Любовная лирика Кати Яровой – это самая высокая нота ее творчества, в ней соединены нежность и нестерпимая боль разлуки и утраты любви. Это песни, сотканные из ее сердца, нервов, ее души («Но зато я знаю, где душа – там, где боль от нашего прощанья»). Ее любовные песни удивительно мелодичны. Очень трудно и жалко отрывать стихи от мелодии, нарушая тем самым целостность песен, эмоционально обедняя то впечатление, которое возникает, когда слушаешь их в Катином исполнении. Тема расставания с любимым, когда чувства еще живы, но судьба разлучает с ним навсегда, – одна из главных тем Катиных любовных песен.

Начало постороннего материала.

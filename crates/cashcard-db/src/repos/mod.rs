//! Repository implementations

mod cash_card;

pub use cash_card::CashCardRepo;
//! User registry and the `Authenticator` seam
//!
//! Handlers never see credentials; they receive the principal produced by
//! an [`Authenticator`]. [`UserRegistry`] is the default implementation,
//! seeded from configuration.

use async_trait::async_trait;
use std::collections::{HashMap, HashSet};
use std::sync::Arc;
use tracing::debug;

use crate::config::{AuthConfig, UserSeed};
use crate::error::{AuthError, AuthResult};
use crate::password::PasswordService;
use crate::types::{AuthenticatedUser, BasicCredentials, Role};

/// Verifies a presented credential and yields the principal
#[async_trait]
pub trait Authenticator: Send + Sync {
    async fn verify(&self, credentials: &BasicCredentials) -> AuthResult<AuthenticatedUser>;
}

struct RegisteredUser {
    password_hash: String,
    roles: HashSet<Role>,
}

/// In-memory registry of users with Argon2id password hashes
pub struct UserRegistry {
    users: HashMap<String, RegisteredUser>,
    password: PasswordService,
    /// Verified against when the username is unknown, so both failure paths
    /// cost one hash verification.
    dummy_hash: String,
}

impl UserRegistry {
    /// Build a registry from configuration, hashing plaintext seeds
    pub fn from_config(config: &AuthConfig) -> AuthResult<Self> {
        let password = PasswordService::new(config.password.clone());
        let dummy_hash = password.hash_password("cashcard-unknown-user")?;

        let mut users = HashMap::with_capacity(config.users.len());
        for seed in &config.users {
            let password_hash = Self::seed_hash(&password, seed)?;
            if users
                .insert(
                    seed.username.clone(),
                    RegisteredUser {
                        password_hash,
                        roles: seed.roles.iter().copied().collect(),
                    },
                )
                .is_some()
            {
                return Err(AuthError::Config(format!(
                    "duplicate user '{}' in registry",
                    seed.username
                )));
            }
        }

        debug!(users = users.len(), "User registry loaded");

        Ok(Self {
            users,
            password,
            dummy_hash,
        })
    }

    fn seed_hash(password: &PasswordService, seed: &UserSeed) -> AuthResult<String> {
        match (&seed.password_hash, &seed.password) {
            (Some(hash), None) => {
                password.validate_hash(hash)?;
                Ok(hash.clone())
            }
            (None, Some(plain)) => password.hash_password(plain),
            _ => Err(AuthError::Config(format!(
                "user '{}' needs exactly one of password or password_hash",
                seed.username
            ))),
        }
    }

    pub fn len(&self) -> usize {
        self.users.len()
    }

    pub fn is_empty(&self) -> bool {
        self.users.is_empty()
    }

    pub fn into_authenticator(self) -> Arc<dyn Authenticator> {
        Arc::new(self)
    }
}

#[async_trait]
impl Authenticator for UserRegistry {
    async fn verify(&self, credentials: &BasicCredentials) -> AuthResult<AuthenticatedUser> {
        let user = self.users.get(&credentials.username);
        let hash = user
            .map(|u| u.password_hash.clone())
            .unwrap_or_else(|| self.dummy_hash.clone());

        // Argon2 is CPU bound; keep it off the async workers.
        let service = self.password.clone();
        let presented = credentials.password.clone();
        let matches = tokio::task::spawn_blocking(move || service.verify_password(&presented, &hash))
            .await
            .map_err(|e| AuthError::Internal(format!("verification task failed: {}", e)))??;

        match user {
            Some(user) if matches => Ok(AuthenticatedUser {
                username: credentials.username.clone(),
                roles: user.roles.clone(),
            }),
            _ => {
                debug!(username = %credentials.username, "Rejected credentials");
                Err(AuthError::InvalidCredentials)
            }
        }
    }
}

#[cfg(test)]
mod tests {
    use super::*;
    use crate::config::PasswordConfig;

    fn config(users: Vec<UserSeed>) -> AuthConfig {
        AuthConfig {
            password: PasswordConfig::insecure_fast(),
            users,
            ..AuthConfig::default()
        }
    }

    #[tokio::test]
    async fn test_verify_known_user() {
        let registry = UserRegistry::from_config(&config(vec![UserSeed::with_password(
            "sarah1",
            "abc123",
            [Role::CardOwner],
        )]))
        .unwrap();

        let user = registry
            .verify(&BasicCredentials::new("sarah1", "abc123"))
            .await
            .unwrap();
        assert_eq!(user.username, "sarah1");
        assert!(user.has_role(Role::CardOwner));
    }

    #[tokio::test]
    async fn test_wrong_password_and_unknown_user_look_the_same() {
        let registry = UserRegistry::from_config(&config(vec![UserSeed::with_password(
            "sarah1",
            "abc123",
            [Role::CardOwner],
        )]))
        .unwrap();

        let wrong = registry.verify(&BasicCredentials::new("sarah1", "nope")).await;
        let unknown = registry.verify(&BasicCredentials::new("mallory", "abc123")).await;

        assert!(matches!(wrong, Err(AuthError::InvalidCredentials)));
        assert!(matches!(unknown, Err(AuthError::InvalidCredentials)));
    }

    #[tokio::test]
    async fn test_prehashed_seed() {
        let hash = PasswordService::new(PasswordConfig::insecure_fast())
            .hash_password("xyz789")
            .unwrap();
        let registry = UserRegistry::from_config(&config(vec![UserSeed {
            username: "kumar2".to_string(),
            password: None,
            password_hash: Some(hash),
            roles: vec![Role::CardOwner],
        }]))
        .unwrap();

        assert!(registry.verify(&BasicCredentials::new("kumar2", "xyz789")).await.is_ok());
    }

    #[test]
    fn test_seed_without_secret_rejected() {
        let result = UserRegistry::from_config(&config(vec![UserSeed {
            username: "ghost".to_string(),
            password: None,
            password_hash: None,
            roles: vec![],
        }]));
        assert!(matches!(result, Err(AuthError::Config(_))));
    }

    #[test]
    fn test_duplicate_users_rejected() {
        let result = UserRegistry::from_config(&config(vec![
            UserSeed::with_password("sarah1", "a", [Role::CardOwner]),
            UserSeed::with_password("sarah1", "b", [Role::NonOwner]),
        ]));
        assert!(matches!(result, Err(AuthError::Config(_))));
    }

    #[test]
    fn test_default_registry_loads() {
        let registry = UserRegistry::from_config(&AuthConfig {
            password: PasswordConfig::insecure_fast(),
            ..AuthConfig::default()
        })
        .unwrap();
        assert_eq!(registry.len(), 3);
    }
}
//! Application state shared across handlers

use serde::{Deserialize, Serialize};
use std::sync::Arc;

use cashcard_auth::Authenticator;
use cashcard_db::CashCardStore;

/// Which cards `GET /cards` returns.
///
/// `Owner` lists only the caller's cards. `All` reproduces the legacy
/// behaviour of listing every card in the store regardless of owner and
/// must be opted into explicitly.
#[derive(Debug, Clone, Copy, PartialEq, Eq, Default, Serialize, Deserialize)]
#[serde(rename_all = "lowercase")]
pub enum CardListScope {
    #[default]
    Owner,
    All,
}

/// Shared application state
#[derive(Clone)]
pub struct AppState {
    /// Record store
    pub store: Arc<dyn CashCardStore>,
    /// Credential verifier used by the auth layer
    pub authenticator: Arc<dyn Authenticator>,
    /// Realm advertised in Basic challenges
    pub realm: String,
    /// Listing scope for `GET /cards`
    pub list_scope: CardListScope,
}

impl AppState {
    pub fn new(store: Arc<dyn CashCardStore>, authenticator: Arc<dyn Authenticator>) -> Self {
        Self {
            store,
            authenticator,
            realm: "cashcard".to_string(),
            list_scope: CardListScope::default(),
        }
    }

    pub fn with_realm(mut self, realm: impl Into<String>) -> Self {
        self.realm = realm.into();
        self
    }

    pub fn with_list_scope(mut self, list_scope: CardListScope) -> Self {
        self.list_scope = list_scope;
        self
    }
}
//! Authentication Middleware for Axum
//!
//! - [`AuthLayer`] decodes HTTP Basic credentials, verifies them through the
//!   injected [`Authenticator`] and stores the [`AuthenticatedUser`] in the
//!   request extensions
//! - [`require_card_owner`] guards routes that need the card-owner role

use axum::{
    body::Body,
    extract::Request,
    http::{header, StatusCode},
    middleware::Next,
    response::Response,
};
use std::sync::Arc;
use std::task::{Context, Poll};
use tower::{Layer, Service};

use crate::basic::extract_basic_credentials;
use crate::error::{AuthError, ErrorResponse};
use crate::registry::Authenticator;
use crate::types::{AuthRealm, AuthenticatedUser, Role};

/// Authentication middleware layer
#[derive(Clone)]
pub struct AuthLayer {
    authenticator: Arc<dyn Authenticator>,
    realm: AuthRealm,
}

impl AuthLayer {
    pub fn new(authenticator: Arc<dyn Authenticator>, realm: impl Into<Arc<str>>) -> Self {
        Self {
            authenticator,
            realm: AuthRealm(realm.into()),
        }
    }
}

impl<S> Layer<S> for AuthLayer {
    type Service = AuthMiddleware<S>;

    fn layer(&self, inner: S) -> Self::Service {
        AuthMiddleware {
            inner,
            authenticator: self.authenticator.clone(),
            realm: self.realm.clone(),
        }
    }
}

/// Authentication middleware service
#[derive(Clone)]
pub struct AuthMiddleware<S> {
    inner: S,
    authenticator: Arc<dyn Authenticator>,
    realm: AuthRealm,
}

impl<S> Service<Request> for AuthMiddleware<S>
where
    S: Service<Request, Response = Response> + Send + Clone + 'static,
    S::Future: Send + 'static,
{
    type Response = S::Response;
    type Error = S::Error;
    type Future = std::pin::Pin<
        Box<dyn std::future::Future<Output = Result<Self::Response, Self::Error>> + Send>,
    >;

    fn poll_ready(&mut self, cx: &mut Context<'_>) -> Poll<Result<(), Self::Error>> {
        self.inner.poll_ready(cx)
    }

    fn call(&mut self, req: Request) -> Self::Future {
        let authenticator = self.authenticator.clone();
        let realm = self.realm.clone();
        // Take the service that was driven to readiness.
        let clone = self.inner.clone();
        let mut inner = std::mem::replace(&mut self.inner, clone);

        Box::pin(async move {
            let (mut parts, body) = req.into_parts();
            parts.extensions.insert(realm.clone());

            let credentials = match extract_basic_credentials(&parts.headers) {
                Ok(credentials) => credentials,
                Err(e) => return Ok(auth_error_response(e, &realm)),
            };

            if let Some(credentials) = credentials {
                match authenticator.verify(&credentials).await {
                    Ok(user) => {
                        tracing::debug!(username = %user.username, "Authenticated request");
                        parts.extensions.insert(user);
                    }
                    Err(e) => {
                        if e.is_challenge() {
                            tracing::warn!(username = %credentials.username, error = %e, "Authentication failed");
                        } else {
                            tracing::error!(error = ?e, "Authentication error");
                        }
                        return Ok(auth_error_response(e, &realm));
                    }
                }
            }

            // No credentials: let the request through without a user; route
            // guards decide whether that is acceptable.
            inner.call(Request::from_parts(parts, body)).await
        })
    }
}

/// Build the error response for authentication failures
pub fn auth_error_response(error: AuthError, realm: &AuthRealm) -> Response {
    let status =
        StatusCode::from_u16(error.status_code()).unwrap_or(StatusCode::INTERNAL_SERVER_ERROR);
    let body = ErrorResponse::from(&error);

    let mut res = Response::builder()
        .status(status)
        .header(header::CONTENT_TYPE, "application/json");

    if error.is_challenge() {
        res = res.header(header::WWW_AUTHENTICATE, realm.challenge());
    }

    res.body(Body::from(serde_json::to_string(&body).unwrap_or_default()))
        .unwrap_or_else(|_| Response::new(Body::empty()))
}

/// Reject requests without an authenticated user holding `role`
pub fn check_role(req: &Request, role: Role) -> Result<(), Response> {
    let realm = req.extensions().get::<AuthRealm>().cloned().unwrap_or_default();

    let user = req
        .extensions()
        .get::<AuthenticatedUser>()
        .ok_or_else(|| auth_error_response(AuthError::Unauthenticated, &realm))?;

    if !user.has_role(role) {
        tracing::warn!(username = %user.username, required = %role, "Role check failed");
        return Err(auth_error_response(AuthError::InsufficientPermissions, &realm));
    }

    Ok(())
}

/// Route guard: 401 without credentials, 403 without the card-owner role
pub async fn require_card_owner(req: Request, next: Next) -> Result<Response, Response> {
    check_role(&req, Role::CardOwner)?;
    Ok(next.run(req).await)
}
//! Cash Card Server
//!
//! HTTP server for owner-scoped cash card records.
//!
//! # Features
//!
//! - HTTP Basic authentication against a config-seeded user registry
//! - PostgreSQL or in-memory record store
//! - OpenAPI documentation with Swagger UI
//! - Prometheus metrics export
//! - Graceful shutdown handling
//!
//! # Usage
//!
//! ```bash
//! # Start with the in-memory store and development users
//! cashcard-server
//!
//! # Start against PostgreSQL
//! cashcard-server --storage postgres --database-url postgres://localhost/cashcard
//!
//! # Start with environment overrides
//! CASHCARD__SERVER__PORT=9000 cashcard-server
//! ```

mod config;

use std::future::IntoFuture;
use std::net::SocketAddr;
use std::sync::Arc;
use std::time::Duration;

use clap::Parser;
use tokio::{signal, sync::watch};
use tracing_subscriber::{fmt, prelude::*, EnvFilter};

use cashcard_api::{create_router, openapi, AppState};
use cashcard_auth::UserRegistry;
use cashcard_db::{CashCardStore, Database, MemoryCashCardStore};

use crate::config::{LoggingConfig, MetricsConfig, ServerConfig, StorageBackend, StorageConfig};

// =============================================================================
// CLI Arguments
// =============================================================================

/// Cash Card Server - owner-scoped cash card records over HTTP
#[derive(Parser, Debug)]
#[command(name = "cashcard-server")]
#[command(author, version, about, long_about = None)]
struct Args {
    /// Path to configuration file (TOML, JSON, or YAML)
    #[arg(short, long, env = "CASHCARD_CONFIG")]
    config: Option<String>,

    /// Host to bind to
    #[arg(long, env = "CASHCARD_HOST")]
    host: Option<String>,

    /// Port to listen on
    #[arg(short, long, env = "CASHCARD_PORT")]
    port: Option<u16>,

    /// Log level (trace, debug, info, warn, error)
    #[arg(long, env = "CASHCARD_LOG_LEVEL")]
    log_level: Option<String>,

    /// Log format (json, pretty)
    #[arg(long, env = "CASHCARD_LOG_FORMAT")]
    log_format: Option<String>,

    /// PostgreSQL connection URL
    #[arg(long, env = "DATABASE_URL")]
    database_url: Option<String>,

    /// Record store backend
    #[arg(long, value_enum, env = "CASHCARD_STORAGE")]
    storage: Option<StorageBackend>,

    /// Print the OpenAPI document and exit
    #[arg(long)]
    openapi: bool,
}

impl Args {
    /// CLI arguments take precedence over files and environment
    fn apply(self, config: &mut ServerConfig) {
        if let Some(host) = self.host {
            config.server.host = host;
        }
        if let Some(port) = self.port {
            config.server.port = port;
        }
        if let Some(level) = self.log_level {
            config.logging.level = level;
        }
        if let Some(format) = self.log_format {
            config.logging.format = format;
        }
        if let Some(url) = self.database_url {
            config.storage.postgres_url = url;
        }
        if let Some(storage) = self.storage {
            config.storage.backend = storage;
        }
    }
}

// =============================================================================
// Main Entry Point
// =============================================================================

#[tokio::main]
async fn main() -> anyhow::Result<()> {
    // Parse CLI arguments
    let args = Args::parse();

    if args.openapi {
        println!("{}", openapi::openapi_json()?);
        return Ok(());
    }

    // Load configuration
    let mut server_config = ServerConfig::load(args.config.as_deref())?;
    args.apply(&mut server_config);

    // Initialize logging
    init_logging(&server_config.logging)?;

    tracing::info!(
        version = env!("CARGO_PKG_VERSION"),
        "Starting Cash Card Server"
    );

    // Initialize record store
    let store = init_store(&server_config.storage).await?;

    // Initialize user registry
    let registry = UserRegistry::from_config(&server_config.auth)?;
    if registry.is_empty() {
        tracing::warn!("No users configured; every card request will be rejected");
    }
    tracing::info!(users = registry.len(), realm = %server_config.auth.realm, "User registry ready");

    // Create application state
    let state = AppState::new(store, registry.into_authenticator())
        .with_realm(server_config.auth.realm.clone())
        .with_list_scope(server_config.api.list_scope);

    // Create router
    let app = create_router(Arc::new(state), server_config.api_config());

    // Start metrics exporter if enabled
    if server_config.metrics.enabled {
        start_metrics_exporter(&server_config.metrics)?;
    }

    // Start server with graceful shutdown
    let listener =
        tokio::net::TcpListener::bind((server_config.server.host.as_str(), server_config.server.port))
            .await?;

    tracing::info!(addr = %listener.local_addr()?, "Server listening");

    let (shutdown_tx, shutdown_rx) = watch::channel(false);
    let server = axum::serve(listener, app).with_graceful_shutdown(async move {
        shutdown_signal().await;
        let _ = shutdown_tx.send(true);
    });

    tokio::select! {
        result = server.into_future() => result?,
        _ = drain_deadline(shutdown_rx, server_config.server.shutdown_timeout()) => {
            tracing::warn!("Shutdown timeout elapsed, dropping in-flight requests");
        }
    }

    tracing::info!("Server shutdown complete");

    Ok(())
}

// =============================================================================
// Initialization Functions
// =============================================================================

/// Initialize tracing/logging
fn init_logging(config: &LoggingConfig) -> anyhow::Result<()> {
    let env_filter =
        EnvFilter::try_from_default_env().or_else(|_| EnvFilter::try_new(&config.level))?;

    let subscriber = tracing_subscriber::registry().with(env_filter);

    match config.format.as_str() {
        "json" => {
            subscriber
                .with(fmt::layer().json().with_target(true))
                .try_init()?;
        }
        _ => {
            subscriber
                .with(fmt::layer().pretty().with_target(true))
                .try_init()?;
        }
    }

    Ok(())
}

/// Initialize the configured record store
async fn init_store(config: &StorageConfig) -> anyhow::Result<Arc<dyn CashCardStore>> {
    match config.backend {
        StorageBackend::Memory => {
            tracing::warn!("Using in-memory store; cards are lost on restart");
            Ok(Arc::new(MemoryCashCardStore::new()))
        }
        StorageBackend::Postgres => {
            let db = Database::connect(&config.database_config()).await?;

            if config.run_migrations {
                db.migrate().await?;
            }

            let repo = db.cash_card_repo();
            if !repo.health_check().await? {
                anyhow::bail!("Database health check failed");
            }

            tracing::info!("Database health check passed");

            Ok(Arc::new(repo))
        }
    }
}

/// Install the Prometheus exporter with its own HTTP listener
fn start_metrics_exporter(config: &MetricsConfig) -> anyhow::Result<()> {
    let addr = SocketAddr::from(([0, 0, 0, 0], config.port));

    metrics_exporter_prometheus::PrometheusBuilder::new()
        .with_http_listener(addr)
        .install()?;

    tracing::info!(port = config.port, "Metrics exporter started");

    Ok(())
}

// =============================================================================
// Graceful Shutdown
// =============================================================================

/// Wait for shutdown signal (Ctrl+C or SIGTERM)
async fn shutdown_signal() {
    let ctrl_c = async {
        if let Err(e) = signal::ctrl_c().await {
            tracing::error!(error = %e, "Failed to listen for Ctrl+C");
            std::future::pending::<()>().await;
        }
    };

    #[cfg(unix)]
    let terminate = async {
        match signal::unix::signal(signal::unix::SignalKind::terminate()) {
            Ok(mut sigterm) => {
                sigterm.recv().await;
            }
            Err(e) => {
                tracing::error!(error = %e, "Failed to install SIGTERM handler");
                std::future::pending::<()>().await;
            }
        }
    };

    #[cfg(not(unix))]
    let terminate = std::future::pending::<()>();

    tokio::select! {
        _ = ctrl_c => {
            tracing::info!("Received Ctrl+C, initiating graceful shutdown...");
        }
        _ = terminate => {
            tracing::info!("Received SIGTERM, initiating graceful shutdown...");
        }
    }
}

/// Resolves `timeout` after shutdown has been requested
async fn drain_deadline(mut shutdown: watch::Receiver<bool>, timeout: Duration) {
    if shutdown.wait_for(|requested| *requested).await.is_err() {
        // Sender gone without a signal: the server has already stopped.
        std::future::pending::<()>().await;
    }

    tracing::info!(
        timeout_secs = timeout.as_secs(),
        "Waiting for in-flight requests to complete..."
    );

    tokio::time::sleep(timeout).await;
}

// =============================================================================
// Tests
// =============================================================================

У Кати было много друзей. Они любили ее и нуждались в ней, многие без ее совета просто не могли обойтись. И она часто оказывалась в роли психоаналитика, раздавая свой опыт, свой ум, свою душу по кусочкам всем, кто в этом нуждался. Она не жалела для этого ни своего времени, ни сил. А силы были на исходе. Болезнь, на время отступив, постепенно возвращалась. И в дни августовского путча 1991-го, когда самое время было Кате Яровой выступить со своими песнями, такими актуальными тогда, она лежала, скованная страшной болью в спине. Тогда она еще не понимала, что это грозный признак вновь наступающей болезни…

Сестра умерла 12 декабря 1992 года в больнице новосибирского Академгородка. Ей было 35 лет. Похоронили ее 16 декабря в Москве на Востряковском кладбище, недалеко от могилы Андрея Сахарова.

«Любовь – это состояние моей души», – говорила Катя в последнем в ее жизни интервью для американского телевидения. «Связи тонкая нить» между ушедшими от нас и теми, кто остался здесь, на земле, — это Любовь. Катины песни и стихи пронизаны Любовью, и ее ощущают все, кто прикасается к ее творчеству, – давние поклонники ее песен и те, кто впервые слышит их. Наша память о ней — родных, близких и друзей, а также тех, кто никогда не знал Катю, но теперь, услышав ее песни, откликнулся на них сердцем, – это обратная связь, наш посыл Любви к ней. И так будет всегда, потому что «Любовь не кончается. Просто кончается жизнь».